The efferocytosis process in aging: Supporting evidence, mechanisms, and therapeutic prospects for age-related diseases

Abstract

Background: Aging is characterized by an ongoing struggle between the buildup of damage caused by a combination of external and internal factors. Aging has different effects on phagocytes, including impaired efferocytosis. A deficiency in efferocytosis can cause chronic inflammation, aging, and several other clinical disorders.
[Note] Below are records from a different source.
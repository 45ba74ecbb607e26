use quick_xml::escape::escape;
use tracing::trace;

use crate::content_features::{content_features, SeekFlag};
use crate::clock::duration_to_clock;
use crate::media::MediaItem;

pub const DIDL_NAMESPACE: &str = "urn:schemas-upnp-org:metadata-1-0/DIDL-Lite/";
pub const DC_NAMESPACE: &str = "http://purl.org/dc/elements/1.1/";
pub const SEC_NAMESPACE: &str = "http://www.sec.co.kr/";
pub const UPNP_NAMESPACE: &str = "urn:schemas-upnp-org:metadata-1-0/upnp/";

const SRT_PROTOCOL_INFO: &str = "http-get:*:text/srt:*";

/// `upnp:class` of the item, chosen from the top-level MIME type.
#[derive(Debug, Clone, Copy, PartialEq, Eq, Hash)]
pub enum UpnpClass {
    MusicTrack,
    Photo,
    Movie,
}

impl UpnpClass {
    pub fn from_mime(mime: &str) -> Self {
        let top_level = mime.split('/').next().unwrap_or_default();
        if top_level.eq_ignore_ascii_case("audio") {
            UpnpClass::MusicTrack
        } else if top_level.eq_ignore_ascii_case("image") {
            UpnpClass::Photo
        } else {
            UpnpClass::Movie
        }
    }

    pub fn as_str(&self) -> &'static str {
        match self {
            UpnpClass::MusicTrack => "object.item.audioItem.musicTrack",
            UpnpClass::Photo => "object.item.imageItem.photo",
            UpnpClass::Movie => "object.item.videoItem.movie",
        }
    }
}

/// Build the DIDL-Lite fragment describing `item`.
///
/// The fragment is deliberately not well-formed for URLs containing `&`:
/// after serialisation `&amp;` is collapsed back to `&` and escaped quotes
/// are restored, which is what renderer firmware parses. The title is
/// escaped twice beforehand so it survives that pass as valid XML.
///
/// The envelope codec escapes the returned string once more when it is
/// embedded as `CurrentURIMetaData`.
pub fn build_metadata(item: &MediaItem) -> String {
    let seek = if item.seekable {
        SeekFlag::ByteRange
    } else {
        SeekFlag::None
    };
    let protocol_info = format!(
        "http-get:*:{}:{}",
        item.content_type,
        content_features(&item.content_type, seek, false)
    );
    let class = UpnpClass::from_mime(&item.content_type);
    let title = escape(escape(item.title.as_str()).as_ref()).into_owned();

    let mut xml = format!(
        r#"<DIDL-Lite xmlns="{DIDL_NAMESPACE}" xmlns:dc="{DC_NAMESPACE}" xmlns:sec="{SEC_NAMESPACE}" xmlns:upnp="{UPNP_NAMESPACE}"><item id="1" parentID="0" restricted="1">"#
    );

    let subtitles = item.srt_subtitles().map(|url| escape(url).into_owned());
    if let Some(url) = &subtitles {
        xml.push_str(&format!(
            r#"<sec:CaptionInfo sec:type="srt">{url}</sec:CaptionInfo><sec:CaptionInfoEx sec:type="srt">{url}</sec:CaptionInfoEx>"#
        ));
    }

    xml.push_str(&format!(
        "<dc:title>{}</dc:title><upnp:class>{}</upnp:class>",
        title,
        class.as_str()
    ));

    xml.push_str("<res ");
    if !item.duration.is_zero() {
        xml.push_str(&format!(r#"duration="{}" "#, duration_to_clock(item.duration)));
    }
    xml.push_str(&format!(
        r#"protocolInfo="{}">{}</res>"#,
        escape(protocol_info.as_str()),
        escape(item.url.as_str())
    ));

    if let Some(url) = &subtitles {
        xml.push_str(&format!(
            r#"<res protocolInfo="{SRT_PROTOCOL_INFO}">{url}</res>"#
        ));
    }

    xml.push_str("</item></DIDL-Lite>");

    let metadata = relax_escapes(&xml);
    trace!(class = class.as_str(), len = metadata.len(), "built DIDL-Lite metadata");
    metadata
}

fn relax_escapes(xml: &str) -> String {
    xml.replace("&#34;", "\"")
        .replace("&quot;", "\"")
        .replace("&amp;", "&")
}

#[cfg(test)]
mod tests {
    use super::*;
    use crate::didl::DidlLite;
    use rstest::rstest;
    use std::time::Duration;

    const MP4_FEATURES: &str = "DLNA.ORG_PN=AVC_MP4_MP_SD_AAC_MULT5;DLNA.ORG_OP=01;DLNA.ORG_CI=0;DLNA.ORG_FLAGS=01700000000000000000000000000000";

    #[test]
    fn test_build_metadata_with_subtitles_golden() {
        let item = MediaItem::new(
            "http://192.168.88.250:3500/video%20%26%20%27example%27.mp4",
            "video/mp4",
        )
        .with_title("foo")
        .with_subtitles("http://192.168.88.250:3500/video_example.srt")
        .seekable(true);

        let expected = format!(
            r#"<DIDL-Lite xmlns="urn:schemas-upnp-org:metadata-1-0/DIDL-Lite/" xmlns:dc="http://purl.org/dc/elements/1.1/" xmlns:sec="http://www.sec.co.kr/" xmlns:upnp="urn:schemas-upnp-org:metadata-1-0/upnp/"><item id="1" parentID="0" restricted="1"><sec:CaptionInfo sec:type="srt">http://192.168.88.250:3500/video_example.srt</sec:CaptionInfo><sec:CaptionInfoEx sec:type="srt">http://192.168.88.250:3500/video_example.srt</sec:CaptionInfoEx><dc:title>foo</dc:title><upnp:class>object.item.videoItem.movie</upnp:class><res protocolInfo="http-get:*:video/mp4:{MP4_FEATURES}">http://192.168.88.250:3500/video%20%26%20%27example%27.mp4</res><res protocolInfo="http-get:*:text/srt:*">http://192.168.88.250:3500/video_example.srt</res></item></DIDL-Lite>"#
        );
        assert_eq!(build_metadata(&item), expected);
    }

    #[test]
    fn test_build_metadata_without_subtitles() {
        let item = MediaItem::new("http://h/a.mp3", "audio/mpeg").with_title("Song");
        let xml = build_metadata(&item);

        assert_eq!(xml.matches("<res ").count(), 1);
        assert!(!xml.contains("CaptionInfo"));
        assert!(xml.contains("<upnp:class>object.item.audioItem.musicTrack</upnp:class>"));
        assert!(xml.contains("DLNA.ORG_PN=MP3;DLNA.ORG_OP=00;"));
        assert!(!xml.contains("duration="));
    }

    #[test]
    fn test_non_srt_subtitles_are_ignored() {
        let item = MediaItem::new("http://h/a.mp4", "video/mp4").with_subtitles("http://h/a.vtt");
        let xml = build_metadata(&item);

        assert_eq!(xml.matches("<res ").count(), 1);
        assert!(!xml.contains("CaptionInfo"));
    }

    #[test]
    fn test_srt_subtitles_add_second_resource() {
        let item = MediaItem::new("http://h/a.mkv", "video/x-matroska").with_subtitles("http://h/a.srt");
        let didl = DidlLite::from_xml(&build_metadata(&item)).unwrap();

        assert_eq!(didl.item.res.len(), 2);
        assert_eq!(didl.item.res[1].protocol_info.as_deref(), Some("http-get:*:text/srt:*"));
        assert_eq!(didl.item.res[1].uri.as_deref(), Some("http://h/a.srt"));
        assert!(didl.item.caption_info.is_some());
        assert!(didl.item.caption_info_ex.is_some());
    }

    #[test]
    fn test_duration_attribute_precedes_protocol_info() {
        let item = MediaItem::new("http://h/a.mp4", "video/mp4")
            .with_duration(Duration::from_millis(5_400_600));
        let xml = build_metadata(&item);

        assert!(xml.contains(r#"<res duration="01:30:01" protocolInfo="http-get:*:video/mp4:"#));
    }

    #[rstest]
    #[case("audio/flac", UpnpClass::MusicTrack)]
    #[case("image/png", UpnpClass::Photo)]
    #[case("video/mp4", UpnpClass::Movie)]
    #[case("application/octet-stream", UpnpClass::Movie)]
    #[case("", UpnpClass::Movie)]
    fn test_class_from_mime(#[case] mime: &str, #[case] expected: UpnpClass) {
        assert_eq!(UpnpClass::from_mime(mime), expected);
    }

    #[test]
    fn test_title_survives_as_valid_xml() {
        let item = MediaItem::new("http://h/a.mp4", "video/mp4").with_title(r#"Tom & "Jerry" <1>"#);
        let xml = build_metadata(&item);

        assert!(xml.contains("<dc:title>Tom &amp; &quot;Jerry&quot; &lt;1&gt;</dc:title>"));
        let didl = DidlLite::from_xml(&xml).unwrap();
        assert_eq!(didl.item.title.as_deref(), Some(r#"Tom & "Jerry" <1>"#));
    }

    #[test]
    fn test_url_ampersand_is_left_raw() {
        let item = MediaItem::new("http://h/a.mp4?x=1&y=2", "video/mp4");
        assert!(build_metadata(&item).contains(">http://h/a.mp4?x=1&y=2</res>"));
    }
}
Aim of review: Our review underscores the possible feasibility and extensive scope of employing dual targets in various age-related diseases to reduce the occurrence and progression of age-related diseases, ultimately fostering healthy aging and increasing lifespan. Key scientific concepts of review Hence, the concurrent implementation of strategies aimed at augmenting efferocytic mechanisms and anti-aging treatments has the potential to serve as a potent intervention for extending the duration of a healthy lifespan. In this review, we comprehensively discuss the concept and physiological effects of efferocytosis. Subsequently, we investigated the association between efferocytosis and the hallmarks of aging. Finally, we discuss growing evidence regarding therapeutic interventions for age-related disorders, focusing on the physiological processes of aging and efferocytosis.
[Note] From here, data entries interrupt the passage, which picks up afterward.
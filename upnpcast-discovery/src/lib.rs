//! UPnP media renderer discovery
//!
//! Finds Digital Media Renderers on the local network with SSDP, fetches their
//! device descriptions and reports which control services they expose.
//!
//! # Quick Start
//!
//! ```no_run
//! use std::time::Duration;
//! use upnpcast_discovery::{search, ServiceType};
//!
//! let renderers = search(Duration::from_secs(3), &[ServiceType::RenderingControl])?;
//! for renderer in renderers {
//!     println!("Found {} ({})", renderer.friendly_name(), renderer.model_name());
//! }
//! # Ok::<(), upnpcast_discovery::DiscoveryError>(())
//! ```
//!
//! A renderer whose location is already known can be described directly:
//!
//! ```no_run
//! use soap_client::CallContext;
//! use upnpcast_discovery::fetch;
//!
//! let renderer = fetch(&CallContext::background(), "http://192.168.1.20:9197/dmr")?;
//! println!("{:?}", renderer.services());
//! # Ok::<(), upnpcast_discovery::DiscoveryError>(())
//! ```

mod config;
pub mod device;
mod discovery;
mod error;
mod renderer;
mod service;
mod ssdp;

use std::time::Duration;

use soap_client::CallContext;

pub use config::DiscoveryConfig;
pub use discovery::Discovery;
pub use error::{DiscoveryError, Result};
pub use renderer::{Renderer, ServiceEndpoint};
pub use service::ServiceType;
pub use ssdp::{SsdpResponse, SsdpTransport, UdpSsdpTransport};

/// Search for renderers with the default configuration.
///
/// Collects SSDP replies for `timeout` and returns every renderer supporting
/// all of `required`, in the order they first answered.
pub fn search(timeout: Duration, required: &[ServiceType]) -> Result<Vec<Renderer>> {
    Discovery::new()?.search(&CallContext::background(), timeout, required)
}

/// Fetch and parse the device description at `location`.
pub fn fetch(ctx: &CallContext, location: &str) -> Result<Renderer> {
    Discovery::new()?.fetch(ctx, location)
}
Keywords: Aging; Efferocytosis; Inflammation; Senescence.

Graphical abstract

Fig. 1

The mechanisms of efferocytosis. The smell phase: “find-me” signals are released by apoptotic cells to attract macrophages to the site of death. The eating phase: Phosphatidylserine (PS) is the predominant “eat-me” signal utilized by macrophages to identify apoptotic cells. There are two distinct mechanisms by which this process takes place: direct binding of PS to macrophage surface receptors (e.g., Stabilin2, Tim4, and BAI-1), and indirect binding to PS in the presence of bridging molecules. Additionally, calreticulin functions as an eat-me signal by binding directly to LRP1 on the macrophage surface. The digestion phase: phagocytosis follows the canonical process, which involves the gradual transformation of the early phagosome into the late phagosome, with the latter undergoing fusion with the lysosomal compartment so as to form phagolysosomes. The supplemental pathway comprises the phagocytosis mechanism that is facilitated by light chain 3 (LC3) of microtubule-associated protein 1A/1B. The phagocytosed cell corpses are decomposed by proteases and other enzymes contained within the newly formed phagolysosome; the digested products are either excreted from the body or reused by macrophages. Created with BioRender.com.

Fig. 2

The interconnection between efferocytosis and hallmarks of ageing. Efferocytosis and hallmarks of aging interact with each other. As shown in the figure, aging markers interact with each other. On the one hand, they can directly affect the physiological function and polarization of phagocytes represented by macrophages; on the other hand, they can also indirectly affect phagocytes and efferocytosis through inflammatory factors and SASP. Finally, aging markers and efferocytosis jointly promote the occurrence and development of age-related diseases.

Fig. 3

Efferocytosis, ageing and ageing-related diseases. Efferocytosis and ageing markers are correlated and interact with each other, which includes mitochondrial dysfunction, cellular senescence, altered intercellular communication, and chronic inflammation. This eventually leads to a range of age-related diseases. Created with BioRender.com.

Fig. 4

Intervention and treatment opportunities for age-related diseases. The strategies encompassing the promotion of a healthy lifestyle and the implementation of therapeutic interventions, such as small molecules, gene therapies, and cell transplantation, are among the several approaches employed. Created with BioRender.com.